Friozinho impertinente... (24 de julho de 1957)

Nós, aqui da região, pouco habituados às baixas temperaturas não estamos lá mui satisfeitos com o friozinho impertinente que ultimamente domina tudo. Na madrugada de domingo (21/7/1957), os barômetros acusaram a temperatura de um grau abaixo de zero, logo pela manhã. Foi realmente uma onda de frio bastante rude aqui para a nossa zona, melhor sentida por aquêles que residem em casas de táboas, dessas em que o vento penetra pelo telhado, pelo assoalho, pelas frestas de janelas e portas, por tôda a casa, enfim.

É vento da famosa “esquina dos ventos uivantes”? Tem cortado mais do que navalhas de aço sueco!

Os que possuem agasalhos suficientes, tiveram oportunidade de utilizá-los nos últimos dias. Os outros, que estão em “deficit” nesse setor, sofreram mais do que camelhos nas nevadas da Groelândia.

Domingo passado, nas proximidades do Mercado Municipal, um trator com um reboque conduziam alguns cacarecos, que representavam u’a mudança de um de nossos caboclos da lavoura. Alguns colchões em misero estado, umas cadeiras velhas e outros apetrechos que constituiam, por certo, o patrimônio de uma pobre família. Para não fugir à tradição, cinco ou seis crianças, sujas e esfarrapadas, tiritando de frio, sob a carroceria do veiculo. Um quadro verdadeiramente contristador, o ver-se a mulher magra procurando agasalhar sòmente com o calor do corpo, uma criancinha que não teria mais do que um ano, enquanto as outras, sem quaisquer agasalhos, tremiam de frio, com os labiozinhos côr de amora “passadas”!

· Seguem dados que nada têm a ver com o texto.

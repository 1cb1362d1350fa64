//! Anchored multi-agent critic.
//!
//! Three blind role judgments against real anchor papers, deterministic
//! score inference per role, one optional densify round, then the
//! pattern-aware pass rule. Anchor identities live only in the audit, which
//! stays in the program log; the judge never sees them.

use std::collections::{HashMap, HashSet};
use std::sync::Arc;

use futures::future::try_join_all;
use serde::{Deserialize, Serialize};

use crate::config::Config;
use crate::error::{CancelFlag, EngineError};
use crate::gateway::Attribution;
use crate::kg::{KgStore, Pattern};
use crate::review::anchors::{alias_anchors, PaperAnchor, ReviewIndex};
use crate::review::cards::{build_paper_card, build_story_card, BlindCard, CARD_VERSION};
use crate::review::coach::{CoachResult, CoachReviewer};
use crate::review::inference::{
    infer_score_from_comparisons, AnchorSummary, Comparison, InferenceDetail,
};
use crate::review::judge::BlindJudge;
use crate::review::rubric::{IssueKind, Role, RUBRIC_VERSION};
use crate::review::tau::{TauSource, TauTable};
use crate::story::Story;

// =============================================================================
// Result types
// =============================================================================

#[derive(Debug, Clone, Serialize, Deserialize)]
pub struct RoleReview {
    pub reviewer: String,
    pub role: Role,
    pub score: f64,
    pub feedback: String,
}

#[derive(Debug, Clone, Serialize, Deserialize)]
pub struct RoleDetail {
    pub comparisons: Vec<Comparison>,
    pub loss: f64,
    pub avg_strength: f64,
    pub monotonic_violations: usize,
    pub ci_low: Option<f64>,
    pub ci_high: Option<f64>,
    pub tau: f64,
    pub score: f64,
}

/// How the pass thresholds were derived and how the story measured up.
#[derive(Debug, Clone, Serialize, Deserialize)]
pub struct PassAudit {
    pub mode: String,
    /// "pattern" | "global" | "fixed"
    pub used_distribution: String,
    pub pattern_paper_count: usize,
    pub q50: Option<f64>,
    pub q75: Option<f64>,
    pub count_roles_ge_q75: usize,
    pub roles_ge_q75: HashMap<String, bool>,
    pub avg_ge_q50: Option<bool>,
    pub avg_score: f64,
}

#[derive(Debug, Clone, Serialize, Deserialize)]
pub struct CriticAudit {
    pub pattern_id: String,
    /// Program log only; never serialized into a prompt.
    pub anchors: Vec<AnchorSummary>,
    pub densify_triggered: bool,
    pub densify_added: usize,
    pub role_details: HashMap<String, RoleDetail>,
    pub pass: Option<PassAudit>,
    pub rubric_version: String,
    pub card_version: String,
    pub tau_source: TauSource,
}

Todos os que passavam pelo local, ficavam penalizados com o quadro e o autor destas linhas lamentava intimamente não dispor de possibilidades para amenizar, por pouco que fosse o frio sofrido pelas criancinhas referidas. Nisto, passou um cidadão de regular obesidade, vestindo um confortável sobretudo de grossa lã amarelada, luvas, cachecol e chapéu. Olhou durante alguns momentos para o desolador quadro tão brasileiro que tinha ante os olhos e não se conteve: adentrou o Mercado, de lá voltando pouco depois, com alguns agasalhos novos, malha de algodão, dêsses que se vendem nos bazares populares. Distribuiu a cada criança um daquêles objetos, que se não chegasse a completar inteiramente as necessidades ante a rudeza do frio, pelo menos trouxeram um pouco de calor físico e espiritual à inditosa família.

Não sabemos e nem procuramos saber quem foi o referido cidadão, nem quanto gastou com êsse generoso ato, procedido anonimanente. O que nos encheu de satisfação, foi o espírito altruístico dêsse cavalheiro, que foi capaz de tomar uma iniciativa tão bela e tão humana.

Esta crônica, por certo, fazendo menção a um fato tão nobre e digno, melhor ficaria se fosse narrada pela pena de nosso colaborador reverendo Álvaro Simões, que com tanta fluência e facilidade aborda questões dessa natureza. Talvez por egoismo, quisemos nós próprios trazê-lá a conhecimento público. Isto porque representou o ato dêsse homem, um gesto da verdadeira caridade, sem alardes ou propaganda, praticando-a como deve ser praticada. Porque ficamos comovidos com a atitude dêsse homem, que, mesmo estando bem vestido e bem resguardado do frio intenso e impertinente que dominava nossa cidade na manhã de domingo último, foi capaz de perceber a necessidade alheia, dando um pouco daquilo que possuia, àquêles que se encontravam na iminência de morrer de frio.

Oxalá o gesto tenha calado na consciência daquêles que, como o reporter, presenciaram tão magnífico e humanitário gesto.